→ Material provided:

□ □ □ □ □

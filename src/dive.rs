use std::ops::ControlFlow;

use crate::bytes::{read_u24_le, read_u32_le};
use crate::cipher::{apply_segment, SegmentMode};
use crate::container::ContainerDescriptor;
use crate::error::{CochranError, Result};

const ABSENT_POINTER: u32 = 0xFF0000;

fn read_pointer(image: &[u8], descriptor: &ContainerDescriptor, index: usize) -> Result<u32> {
    let offset = index * descriptor.pointer_width;
    if descriptor.pointer_width == 3 {
        read_u24_le(image, offset)
    } else {
        read_u32_le(image, offset)
    }
}

/// Decrypt one dive's bytes in place using the container's segment table,
/// with an implicit final `Decrypt { key_offset: 0 }` run covering anything
/// past the last listed boundary through the end of the dive.
fn decrypt_dive(cipher: &[u8], out: &mut [u8], descriptor: &ContainerDescriptor, dive_len: usize) {
    let mut start = 0usize;
    for &(end, mode) in &descriptor.segment_table {
        let end = end.min(dive_len);
        if end > start {
            apply_segment(cipher, out, start, end, &descriptor.key, mode, descriptor.modulus);
        }
        start = end;
    }
    if dive_len > start {
        apply_segment(
            cipher,
            out,
            start,
            dive_len,
            &descriptor.key,
            SegmentMode::Decrypt { key_offset: 0 },
            descriptor.modulus,
        );
    }
}

/// Decrypt the inter-dive tail: a single unsegmented run at key offset 0
/// over the whole blob, unlike a normal dive's per-format segment table.
fn decrypt_tail(cipher: &[u8], out: &mut [u8], descriptor: &ContainerDescriptor, len: usize) {
    apply_segment(
        cipher,
        out,
        0,
        len,
        &descriptor.key,
        SegmentMode::Decrypt { key_offset: 0 },
        descriptor.modulus,
    );
}

/// Walk the pointer table, decrypting and yielding one dive blob at a time.
///
/// `callback(descriptor, dive_bytes, dive_index, is_inter_dive_tail)` may
/// return `ControlFlow::Break(())` to stop early; that is not an error, it
/// simply ends iteration with the dives already produced intact.
///
/// A reversed or out-of-range `dive_end` stops iteration (`CorruptDive` is
/// not propagated as an `Err`; the dives already yielded remain valid per
/// the container's documented error policy) after invoking `on_corrupt`.
pub fn for_each_dive(
    image: &[u8],
    descriptor: &ContainerDescriptor,
    mut callback: impl FnMut(&ContainerDescriptor, &[u8], usize, bool) -> ControlFlow<()>,
    mut on_corrupt: impl FnMut(CochranError),
) -> Result<()> {
    if descriptor.pointer_count < 2 {
        return Ok(());
    }

    let mut last_processed_end = 0usize;
    let mut i = 0usize;
    while i < descriptor.pointer_count.saturating_sub(2) {
        let pointer = read_pointer(image, descriptor, i)?;
        if pointer == 0 {
            break;
        }
        if pointer == ABSENT_POINTER {
            i += 1;
            continue;
        }

        let dive_start = pointer as usize;

        // The next table entry may itself be an absent-dive sentinel; the
        // true end of this dive is the next entry that isn't one.
        let mut end_index = i + 1;
        let dive_end = loop {
            if end_index >= descriptor.pointer_count.saturating_sub(1) {
                break 0usize;
            }
            let candidate = read_pointer(image, descriptor, end_index)?;
            if candidate == ABSENT_POINTER {
                end_index += 1;
                continue;
            }
            break candidate as usize;
        };

        if dive_end < dive_start || dive_end > image.len() {
            on_corrupt(CochranError::CorruptDive {
                index: i,
                reason: format!("dive_end {dive_end} out of range for dive_start {dive_start}"),
            });
            break;
        }

        let dive_len = dive_end - dive_start;
        let mut plain = vec![0u8; dive_len];
        decrypt_dive(&image[dive_start..dive_end], &mut plain, descriptor, dive_len);

        last_processed_end = dive_end;

        if callback(descriptor, &plain, i, false).is_break() {
            return Ok(());
        }

        i += 1;
    }

    let last_index = descriptor.pointer_count.saturating_sub(2);
    let tail_end_pointer = read_pointer(image, descriptor, last_index)? as usize;
    if tail_end_pointer > last_processed_end && tail_end_pointer <= image.len() {
        let tail_len = tail_end_pointer - last_processed_end;
        let mut plain = vec![0u8; tail_len];
        decrypt_tail(
            &image[last_processed_end..tail_end_pointer],
            &mut plain,
            descriptor,
            tail_len,
        );
        let _ = callback(descriptor, &plain, last_index, true);
    }

    Ok(())
}

#[cfg(test)]
mod tests {
    use super::*;
    use crate::container::FileFormat;
    use crate::model::{Family, FileVariant};

    fn stub_descriptor(pointer_width: usize, pointer_count: usize) -> ContainerDescriptor {
        ContainerDescriptor {
            variant: FileVariant::Ana,
            format: FileFormat::WanAlt,
            header_offset: pointer_width * pointer_count,
            pointer_width,
            pointer_count,
            modulus: 256,
            key: [0u8; 256],
            segment_table: Vec::new(),
            header_schedule: Vec::new(),
            header_key_base: 0,
            log_offset: 0,
            profile_offset: 0,
            model: *b"114",
            family: Family::Nemesis,
            log_size: 108,
        }
    }

    fn put_u24(image: &mut [u8], index: usize, value: u32) {
        let off = index * 3;
        image[off] = (value & 0xFF) as u8;
        image[off + 1] = ((value >> 8) & 0xFF) as u8;
        image[off + 2] = ((value >> 16) & 0xFF) as u8;
    }

    #[test]
    fn all_zero_pointer_table_yields_zero_dives() {
        let descriptor = stub_descriptor(3, 4);
        let image = vec![0u8; descriptor.header_offset + 16];
        let mut seen = 0;
        for_each_dive(&image, &descriptor, |_, _, _, _| { seen += 1; ControlFlow::Continue(()) }, |_| {}).unwrap();
        assert_eq!(seen, 0);
    }

    #[test]
    fn absent_dive_sentinel_is_skipped_not_treated_as_end() {
        // Pointer table: [0x100, ABSENT, 0x200, 0] over 4 slots (pointer_count=4).
        let descriptor = stub_descriptor(3, 4);
        let header_offset = descriptor.header_offset;
        let mut image = vec![0u8; header_offset + 0x300];
        put_u24(&mut image, 0, 0x100);
        put_u24(&mut image, 1, ABSENT_POINTER);
        put_u24(&mut image, 2, 0x200);
        put_u24(&mut image, 3, 0);

        let mut dives = Vec::new();
        for_each_dive(
            &image,
            &descriptor,
            |_, dive, index, is_tail| {
                dives.push((index, dive.len(), is_tail));
                ControlFlow::Continue(())
            },
            |_| {},
        )
        .unwrap();

        assert_eq!(dives.len(), 1);
        assert_eq!(dives[0], (0, 0x100, false));
    }

    #[test]
    fn corrupt_dive_range_stops_iteration_without_error() {
        let descriptor = stub_descriptor(3, 4);
        let header_offset = descriptor.header_offset;
        let mut image = vec![0u8; header_offset + 0x50];
        put_u24(&mut image, 0, 0x100); // starts past the image end -> corrupt
        put_u24(&mut image, 1, 0x40);
        put_u24(&mut image, 2, 0);

        let mut corrupt_seen = 0;
        let mut dives_seen = 0;
        for_each_dive(
            &image,
            &descriptor,
            |_, _, _, _| { dives_seen += 1; ControlFlow::Continue(()) },
            |_| corrupt_seen += 1,
        )
        .unwrap();

        assert_eq!(dives_seen, 0);
        assert_eq!(corrupt_seen, 1);
    }

    #[test]
    fn cipher_roundtrip_zeroes_out_when_ciphertext_is_negated_key() {
        // Scenario: a synthesized dive whose ciphertext byte i is
        // `-key[i] mod 256`; decrypting with key offset 0 over the whole
        // segment should produce all-zero plaintext.
        let mut descriptor = stub_descriptor(4, 4);
        descriptor.segment_table = vec![(0, SegmentMode::Decrypt { key_offset: 0 })];
        let mut key = [0u8; 256];
        for (i, k) in key.iter_mut().enumerate() {
            *k = i as u8;
        }
        descriptor.key = key;
        descriptor.modulus = 256;

        let dive_len = 64;
        let cipher: Vec<u8> = (0..dive_len).map(|i| (256 - (i % 256)) as u8).collect();
        let mut out = vec![0xFFu8; dive_len];
        decrypt_dive(&cipher, &mut out, &descriptor, dive_len);
        assert!(out.iter().all(|&b| b == 0));
    }
}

□ □ □ □ □

→ Try it: When you reach the line with "the container's documented" in the records above, start writing out lines exactly, and stop once the line with "let dive_start = pointer as usize;" has been written; include nothing else.

→ Answer:
/// the container's documented error policy) after invoking `on_corrupt`.
pub fn for_each_dive(
    image: &[u8],
    descriptor: &ContainerDescriptor,
    mut callback: impl FnMut(&ContainerDescriptor, &[u8], usize, bool) -> ControlFlow<()>,
    mut on_corrupt: impl FnMut(CochranError),
) -> Result<()> {
    if descriptor.pointer_count < 2 {
        return Ok(());
    }

    let mut last_processed_end = 0usize;
    let mut i = 0usize;
    while i < descriptor.pointer_count.saturating_sub(2) {
        let pointer = read_pointer(image, descriptor, i)?;
        if pointer == 0 {
            break;
        }
        if pointer == ABSENT_POINTER {
            i += 1;
            continue;
        }

        let dive_start = pointer as usize;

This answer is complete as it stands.